**ABOUT THIS EXERCISE:**
The expected response is a copy of every line in the entries below that includes the word "Deserialize".

**EXTRACTED RECORDS:**
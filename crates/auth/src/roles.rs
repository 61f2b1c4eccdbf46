use std::borrow::Cow;

use serde::{Deserialize, Serialize};

/// Role identifier carried in token claims.
///
/// Roles are opaque strings at this layer; the only role the service itself
/// interprets is [`Role::ADMIN`].
#[derive(Debug, Clone, PartialEq, Eq, Hash, Serialize, Deserialize)]
#[serde(transparent)]
pub struct Role(Cow<'static, str>);

impl Role {
    /// Back-office operator (account provisioning, credits, global settings).
    pub const ADMIN: Role = Role(Cow::Borrowed("admin"));

    pub fn new(name: impl Into<Cow<'static, str>>) -> Self {
        Self(name.into())
    }

    pub fn admin() -> Self {
        Self::ADMIN
    }

    pub fn as_str(&self) -> &str {
        &self.0
    }
}

impl core::fmt::Display for Role {
    fn fmt(&self, f: &mut core::fmt::Formatter<'_>) -> core::fmt::Result {
        f.write_str(&self.0)
    }
}
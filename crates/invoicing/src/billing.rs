//! Credit gate for invoice writes.
//!
//! Creating an invoice costs one credit. The first edit of an invoice is
//! free; every later edit costs one credit. The decision is pure: callers
//! hold the account lock and apply [`BillingDecision::settle`] themselves.

use fatoura_accounts::Account;
use fatoura_core::{DomainError, DomainResult};

#[derive(Debug, Clone, Copy, PartialEq, Eq)]
pub enum InvoiceOperation {
    Create,
    /// Update of an invoice whose current edit count is `edit_count`.
    Update { edit_count: u32 },
}

#[derive(Debug, Clone, Copy, PartialEq, Eq)]
pub struct BillingDecision {
    /// Whether one credit must be consumed.
    pub charge: bool,
    /// Edit count the invoice carries after the write.
    pub new_edit_count: u32,
}

pub fn decide(account: &Account, operation: InvoiceOperation) -> DomainResult<BillingDecision> {
    let decision = match operation {
        InvoiceOperation::Create => BillingDecision {
            charge: true,
            new_edit_count: 0,
        },
        InvoiceOperation::Update { edit_count } => BillingDecision {
            charge: edit_count > 0,
            new_edit_count: edit_count
                .checked_add(1)
                .ok_or_else(|| DomainError::validation("edit count overflow"))?,
        },
    };

    if decision.charge && !account.has_credit() {
        return Err(DomainError::InsufficientCredits);
    }
    Ok(decision)
}

impl BillingDecision {
    /// Consume the credit if this decision charges one.
    pub fn settle(&self, account: &mut Account) -> DomainResult<()> {
        if self.charge {
            account.consume_credit()?;
        }
        Ok(())
    }
}

#[cfg(test)]
mod tests {
    use super::*;
    use chrono::Utc;
    use fatoura_accounts::{AdminGeneralSettings, NewAccount};
    use fatoura_core::AccountId;
    use proptest::prelude::*;

    fn account(credits: u32) -> Account {
        let mut general = AdminGeneralSettings::default();
        general.registration.initial_credits = credits;
        Account::provision(
            AccountId::new(),
            NewAccount {
                name: "Salma Idrissi".to_string(),
                email: "salma@idrissi.ma".to_string(),
                phone: None,
                company_name: "Idrissi Design".to_string(),
            },
            &general,
            Utc::now(),
        )
        .unwrap()
    }

    #[test]
    fn create_charges_one_credit() {
        let mut acc = account(2);
        let d = decide(&acc, InvoiceOperation::Create).unwrap();
        assert_eq!(d, BillingDecision { charge: true, new_edit_count: 0 });
        d.settle(&mut acc).unwrap();
        assert_eq!(acc.credits, 1);
    }

    #[test]
    fn create_without_credit_is_refused() {
        let acc = account(0);
        assert_eq!(
            decide(&acc, InvoiceOperation::Create),
            Err(DomainError::InsufficientCredits)
        );
    }

    #[test]
    fn first_edit_is_free_even_at_zero_credits() {
        let mut acc = account(0);
        let d = decide(&acc, InvoiceOperation::Update { edit_count: 0 }).unwrap();
        assert!(!d.charge);
        assert_eq!(d.new_edit_count, 1);
        d.settle(&mut acc).unwrap();
        assert_eq!(acc.credits, 0);
    }

    #[test]
    fn later_edits_cost_a_credit() {
        let mut acc = account(1);
        let d = decide(&acc, InvoiceOperation::Update { edit_count: 1 }).unwrap();
        assert!(d.charge);
        assert_eq!(d.new_edit_count, 2);
        d.settle(&mut acc).unwrap();
        assert_eq!(acc.credits, 0);

        assert_eq!(
            decide(&account(0), InvoiceOperation::Update { edit_count: 4 }),
            Err(DomainError::InsufficientCredits)
        );
    }

    proptest! {
        #[test]
        fn edit_count_always_advances_by_one(credits in 0u32..5, edit_count in 0u32..1_000) {
            let mut acc = account(credits);
            match decide(&acc, InvoiceOperation::Update { edit_count }) {
                Ok(d) => {
                    prop_assert_eq!(d.new_edit_count, edit_count + 1);
                    prop_assert_eq!(d.charge, edit_count > 0);
                    d.settle(&mut acc).unwrap();
                    prop_assert_eq!(credits - acc.credits, u32::from(d.charge));
                }
                Err(e) => {
                    prop_assert_eq!(e, DomainError::InsufficientCredits);
                    prop_assert!(edit_count > 0 && credits == 0);
                }
            }
        }
    }
}
//! Money helpers: currencies, output rounding, and the exchange-rate seam.
//!
//! Amounts are `rust_decimal::Decimal` everywhere. Intermediate sums keep full
//! precision; only values leaving the domain (stored totals, report figures)
//! are rounded with [`round_money`].

use core::str::FromStr;

use rust_decimal::{Decimal, RoundingStrategy};
use serde::{Deserialize, Serialize};

use crate::error::{DomainError, DomainResult};

/// Decimal places kept for monetary output values.
pub const MONEY_DP: u32 = 2;

/// Round a monetary value to 2 decimal places, half-up (midpoint away from zero).
#[inline]
pub fn round_money(value: Decimal) -> Decimal {
    value.round_dp_with_strategy(MONEY_DP, RoundingStrategy::MidpointAwayFromZero)
}

/// Invoice currency.
#[derive(Debug, Clone, Copy, PartialEq, Eq, Hash, Default, Serialize, Deserialize)]
#[serde(rename_all = "UPPERCASE")]
pub enum Currency {
    #[default]
    Mad,
    Eur,
    Usd,
}

impl Currency {
    pub fn code(self) -> &'static str {
        match self {
            Currency::Mad => "MAD",
            Currency::Eur => "EUR",
            Currency::Usd => "USD",
        }
    }
}

impl core::fmt::Display for Currency {
    fn fmt(&self, f: &mut core::fmt::Formatter<'_>) -> core::fmt::Result {
        f.write_str(self.code())
    }
}

impl FromStr for Currency {
    type Err = DomainError;

    fn from_str(s: &str) -> Result<Self, Self::Err> {
        match s.trim().to_ascii_uppercase().as_str() {
            "MAD" => Ok(Currency::Mad),
            "EUR" => Ok(Currency::Eur),
            "USD" => Ok(Currency::Usd),
            _ => Err(DomainError::validation(
                "currency must be one of: MAD, EUR, USD",
            )),
        }
    }
}

/// Exchange-rate lookup used when amounts in different currencies are combined.
///
/// Treated as an opaque collaborator: the domain never decides where rates come from.
pub trait ExchangeRateProvider: Send + Sync {
    /// Units of `to` per one unit of `from`.
    fn rate(&self, from: Currency, to: Currency) -> Decimal;

    /// Convert `amount` from one currency to another (full precision, unrounded).
    fn convert(&self, amount: Decimal, from: Currency, to: Currency) -> DomainResult<Decimal> {
        if from == to {
            return Ok(amount);
        }
        amount
            .checked_mul(self.rate(from, to))
            .ok_or_else(|| DomainError::validation(format!("amount overflow converting {from} to {to}")))
    }
}

#[cfg(test)]
mod tests {
    use super::*;
    use rust_decimal_macros::dec;

    #[test]
    fn rounds_half_up_at_two_places() {
        assert_eq!(round_money(dec!(1.005)), dec!(1.01));
        assert_eq!(round_money(dec!(1.004)), dec!(1.00));
        assert_eq!(round_money(dec!(2.675)), dec!(2.68));
    }

    #[test]
    fn currency_parses_case_insensitively() {
        assert_eq!("eur".parse::<Currency>().unwrap(), Currency::Eur);
        assert!("GBP".parse::<Currency>().is_err());
    }

    #[test]
    fn currency_serializes_as_iso_code() {
        let json = serde_json::to_string(&Currency::Usd).unwrap();
        assert_eq!(json, "\"USD\"");
    }

    struct Fixed;

    impl ExchangeRateProvider for Fixed {
        fn rate(&self, _from: Currency, _to: Currency) -> Decimal {
            dec!(10)
        }
    }

    #[test]
    fn convert_is_identity_for_same_currency() {
        assert_eq!(Fixed.convert(dec!(3), Currency::Mad, Currency::Mad), Ok(dec!(3)));
        assert_eq!(Fixed.convert(dec!(3), Currency::Eur, Currency::Mad), Ok(dec!(30)));
    }

    #[test]
    fn convert_overflow_is_a_validation_error() {
        let err = Fixed.convert(Decimal::MAX, Currency::Eur, Currency::Mad).unwrap_err();
        assert!(matches!(err, DomainError::Validation(_)));
    }
}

**WRITTEN SOLUTION:**
use serde::{Deserialize, Serialize};
#[derive(Debug, Clone, PartialEq, Eq, Hash, Serialize, Deserialize)]
use serde::{Deserialize, Serialize};
#[derive(Debug, Clone, Copy, PartialEq, Eq, Hash, Default, Serialize, Deserialize)]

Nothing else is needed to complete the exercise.